--- The task ---
Only the lines holding the word "header" are wanted; copy each of them from the listing.

--- Data supplied ---
_____

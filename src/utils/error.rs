use thiserror::Error;

#[derive(Error, Debug)]
pub enum FetchError {
    #[error("Invalid API URL: {0}")]
    InvalidUrlError(#[from] url::ParseError),

    #[error("API request failed: {0}")]
    ApiError(#[from] reqwest::Error),

    #[error("Deserialization error: {0}")]
    DeserializationError(#[from] serde_json::Error),

    #[error("Limit source failed: {0}")]
    LimitSourceError(#[source] Box<dyn std::error::Error + Send + Sync>),

    #[error("IO error: {0}")]
    IoError(#[from] std::io::Error),

    #[error("Async runtime failed to start: {0}")]
    RuntimeError(#[source] std::io::Error),

    #[error("Configuration error: {message}")]
    ConfigError { message: String },

    #[error("Missing configuration: {field}")]
    MissingConfigError { field: String },

    #[error("Invalid value for {field} ({value}): {reason}")]
    InvalidConfigValueError {
        field: String,
        value: String,
        reason: String,
    },
}

/// Where a failure came from. The adapter never recovers from any of them.
#[derive(Debug, Clone, Copy, PartialEq, Eq)]
pub enum ErrorCategory {
    Configuration,
    Transport,
    Protocol,
    Deserialization,
    Input,
    Runtime,
}

impl ErrorCategory {
    /// Process exit code used by the CLI.
    pub fn exit_code(self) -> i32 {
        match self {
            ErrorCategory::Configuration | ErrorCategory::Input => 1,
            ErrorCategory::Transport => 2,
            ErrorCategory::Protocol => 3,
            ErrorCategory::Deserialization => 4,
            ErrorCategory::Runtime => 5,
        }
    }
}

impl FetchError {
    pub fn category(&self) -> ErrorCategory {
        match self {
            FetchError::InvalidUrlError(_)
            | FetchError::IoError(_)
            | FetchError::ConfigError { .. }
            | FetchError::MissingConfigError { .. }
            | FetchError::InvalidConfigValueError { .. } => ErrorCategory::Configuration,
            FetchError::ApiError(e) => {
                if e.is_builder() {
                    ErrorCategory::Configuration
                } else if e.is_status() {
                    ErrorCategory::Protocol
                } else if e.is_decode() {
                    ErrorCategory::Deserialization
                } else {
                    ErrorCategory::Transport
                }
            }
            FetchError::DeserializationError(_) => ErrorCategory::Deserialization,
            FetchError::LimitSourceError(_) => ErrorCategory::Input,
            FetchError::RuntimeError(_) => ErrorCategory::Runtime,
        }
    }

    /// HTTP status of a non-success response, if that is what failed.
    pub fn status(&self) -> Option<reqwest::StatusCode> {
        match self {
            FetchError::ApiError(e) => e.status(),
            _ => None,
        }
    }
}

pub type Result<T> = std::result::Result<T, FetchError>;
use serde::{Deserialize, Serialize};
use serde_json::{Map, Value};

/// A user record as returned by the remote API.
///
/// The fields are kept exactly as received; nothing in this crate looks
/// inside them.
#[derive(Debug, Clone, PartialEq, Serialize, Deserialize)]
#[serde(transparent)]
pub struct User {
    fields: Map<String, Value>,
}

impl User {
    pub fn get(&self, key: &str) -> Option<&Value> {
        self.fields.get(key)
    }

    pub fn fields(&self) -> &Map<String, Value> {
        &self.fields
    }

    pub fn into_fields(self) -> Map<String, Value> {
        self.fields
    }
}

impl From<Map<String, Value>> for User {
    fn from(fields: Map<String, Value>) -> Self {
        Self { fields }
    }
}

/// Response envelope: `{ "data": [ ... ] }`. `data` is required.
#[derive(Debug, Clone, PartialEq, Serialize, Deserialize)]
pub struct UserData {
    pub data: Vec<User>,
}
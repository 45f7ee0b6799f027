use futures::channel::oneshot;
use futures::{future, stream, StreamExt, TryStreamExt};
use httpmock::prelude::*;
use serde_json::json;
use std::convert::Infallible;
use std::sync::atomic::{AtomicBool, Ordering};
use std::sync::Arc;
use std::time::Duration;
use user_fetch::{ErrorCategory, FetchError, User, UserApi, UserFetchAdapter, UserStream};

// blocking client 不能在 runtime 內建立，所以 runtime 由測試自己建
fn runtime() -> tokio::runtime::Runtime {
    tokio::runtime::Runtime::new().unwrap()
}

fn adapter_for(url: String) -> UserFetchAdapter {
    UserFetchAdapter::new(reqwest::blocking::Client::new(), url)
}

fn just(limit: i32) -> impl futures::Stream<Item = Result<i32, Infallible>> {
    stream::once(future::ready(Ok(limit)))
}

fn collect_all(users: UserStream) -> Vec<user_fetch::Result<User>> {
    runtime().block_on(users.collect::<Vec<_>>())
}

#[test]
fn test_reactive_fetch_yields_users_in_order() {
    let server = MockServer::start();
    let api_mock = server.mock(|when, then| {
        when.method(GET)
            .path("/api/user")
            .query_param("limit", "2")
            .header("accept", "application/json");
        then.status(200)
            .header("Content-Type", "application/json")
            .json_body(json!({
                "data": [
                    {"id": 1, "name": "Ada"},
                    {"id": 2, "name": "Alan"}
                ]
            }));
    });

    let adapter = adapter_for(server.url("/api/user"));
    let users = adapter.fetch_users_reactive(just(2)).unwrap();
    let users: Vec<User> = runtime().block_on(users.try_collect()).unwrap();

    api_mock.assert();
    assert_eq!(users.len(), 2);
    assert_eq!(users[0].get("name"), Some(&json!("Ada")));
    assert_eq!(users[1].get("name"), Some(&json!("Alan")));
}

#[test]
fn test_reactive_fetch_passes_users_through_unchanged() {
    let server = MockServer::start();
    let payload = json!([
        {"id": 10, "tags": ["x"], "address": {"city": "Taipei", "zip": "100"}},
        {"id": 11, "active": false}
    ]);

    let api_mock = server.mock(|when, then| {
        when.method(GET).path("/api/user").query_param("limit", "2");
        then.status(200).json_body(json!({ "data": payload.clone() }));
    });

    let adapter = adapter_for(server.url("/api/user"));
    let users = adapter.fetch_users_reactive(just(2)).unwrap();
    let users: Vec<User> = runtime().block_on(users.try_collect()).unwrap();

    api_mock.assert();
    assert_eq!(serde_json::to_value(&users).unwrap(), payload);
}

#[test]
fn test_reactive_fetch_empty_data() {
    let server = MockServer::start();
    let api_mock = server.mock(|when, then| {
        when.method(GET).path("/api/user").query_param("limit", "5");
        then.status(200).json_body(json!({ "data": [] }));
    });

    let adapter = adapter_for(server.url("/api/user"));
    let results = collect_all(adapter.fetch_users_reactive(just(5)).unwrap());

    api_mock.assert();
    assert!(results.is_empty());
}

#[test]
fn test_reactive_fetch_non_success_status() {
    let server = MockServer::start();
    let api_mock = server.mock(|when, then| {
        when.method(GET).path("/api/user");
        then.status(404);
    });

    let adapter = adapter_for(server.url("/api/user"));
    let mut results = collect_all(adapter.fetch_users_reactive(just(3)).unwrap());

    api_mock.assert();
    assert_eq!(results.len(), 1);
    let err = results.remove(0).unwrap_err();
    assert_eq!(err.category(), ErrorCategory::Protocol);
    assert_eq!(err.status().map(|s| s.as_u16()), Some(404));
}

#[test]
fn test_reactive_fetch_missing_data_field() {
    let server = MockServer::start();
    let api_mock = server.mock(|when, then| {
        when.method(GET).path("/api/user");
        then.status(200).json_body(json!({ "total": 0 }));
    });

    let adapter = adapter_for(server.url("/api/user"));
    let mut results = collect_all(adapter.fetch_users_reactive(just(3)).unwrap());

    api_mock.assert();
    assert_eq!(results.len(), 1);
    let err = results.remove(0).unwrap_err();
    assert!(matches!(err, FetchError::DeserializationError(_)));
}

#[test]
fn test_reactive_fetch_is_lazy_and_not_replayed() {
    let server = MockServer::start();
    let api_mock = server.mock(|when, then| {
        when.method(GET).path("/api/user").query_param("limit", "1");
        then.status(200).json_body(json!({ "data": [{"id": 1}] }));
    });

    let adapter = adapter_for(server.url("/api/user"));

    let first = adapter.fetch_users_reactive(just(1)).unwrap();
    let second = adapter.fetch_users_reactive(just(1)).unwrap();
    assert_eq!(api_mock.hits(), 0);

    assert_eq!(collect_all(first).len(), 1);
    assert_eq!(api_mock.hits(), 1);

    assert_eq!(collect_all(second).len(), 1);
    assert_eq!(api_mock.hits(), 2);
}

#[test]
fn test_reactive_fetch_waits_for_limit_before_request() {
    let server = MockServer::start();
    let api_mock = server.mock(|when, then| {
        when.method(GET).path("/api/user").query_param("limit", "7");
        then.status(200).json_body(json!({ "data": [{"id": 1}, {"id": 2}] }));
    });

    let emitted = Arc::new(AtomicBool::new(false));
    let (tx, rx) = oneshot::channel::<i32>();
    let sender = {
        let emitted = Arc::clone(&emitted);
        std::thread::spawn(move || {
            std::thread::sleep(Duration::from_millis(100));
            emitted.store(true, Ordering::SeqCst);
            tx.send(7).unwrap();
        })
    };

    let adapter = adapter_for(server.url("/api/user"));
    let users = adapter.fetch_users_reactive(stream::once(rx)).unwrap();

    // 呼叫回來時 limit 一定已經送出，但還沒有任何請求
    assert!(emitted.load(Ordering::SeqCst));
    assert_eq!(api_mock.hits(), 0);
    sender.join().unwrap();

    assert_eq!(collect_all(users).len(), 2);
    api_mock.assert();
}

#[test]
fn test_failed_limit_source_fails_synchronously_without_request() {
    let server = MockServer::start();
    let api_mock = server.mock(|when, then| {
        when.method(GET).path("/api/user");
        then.status(200).json_body(json!({ "data": [] }));
    });

    let (tx, rx) = oneshot::channel::<i32>();
    drop(tx);

    let adapter = adapter_for(server.url("/api/user"));
    let err = match adapter.fetch_users_reactive(stream::once(rx)) {
        Ok(_) => panic!("expected the limit source failure"),
        Err(e) => e,
    };

    assert!(matches!(err, FetchError::LimitSourceError(_)));
    assert_eq!(err.category(), ErrorCategory::Input);
    api_mock.assert_hits(0);
}

#[test]
fn test_empty_limit_source_sends_bare_limit() {
    let server = MockServer::start();
    let api_mock = server.mock(|when, then| {
        when.method(GET).path("/api/user").query_param_exists("limit");
        then.status(200).json_body(json!({ "data": [{"id": 1}] }));
    });

    let adapter = adapter_for(server.url("/api/user"));
    let users = adapter
        .fetch_users_reactive(stream::empty::<Result<i32, Infallible>>())
        .unwrap();

    assert_eq!(collect_all(users).len(), 1);
    api_mock.assert();
}

#[test]
fn test_malformed_url_surfaces_through_stream() {
    let adapter = adapter_for("not a url".to_string());

    let mut results = collect_all(adapter.fetch_users_reactive(just(3)).unwrap());

    assert_eq!(results.len(), 1);
    let err = results.remove(0).unwrap_err();
    assert_eq!(err.category(), ErrorCategory::Configuration);
}

#[test]
fn test_unreachable_server_surfaces_through_stream() {
    let adapter = adapter_for("http://127.0.0.1:1/api/user".to_string());

    let mut results = collect_all(adapter.fetch_users_reactive(just(3)).unwrap());

    assert_eq!(results.len(), 1);
    let err = results.remove(0).unwrap_err();
    assert_eq!(err.category(), ErrorCategory::Transport);
}
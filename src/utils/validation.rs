use crate::utils::error::{FetchError, Result};

pub trait Validate {
    fn validate(&self) -> Result<()>;
}

pub fn validate_required_field<'a, T>(field_name: &str, value: &'a Option<T>) -> Result<&'a T> {
    value.as_ref().ok_or_else(|| FetchError::MissingConfigError {
        field: field_name.to_string(),
    })
}

pub fn validate_non_empty_string(field_name: &str, value: &str) -> Result<()> {
    if value.trim().is_empty() {
        return Err(FetchError::InvalidConfigValueError {
            field: field_name.to_string(),
            value: value.to_string(),
            reason: "Value cannot be empty or whitespace-only".to_string(),
        });
    }
    Ok(())
}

_____

--- Answer to this task ---
            .header("accept", "application/json");
            .header("Content-Type", "application/json")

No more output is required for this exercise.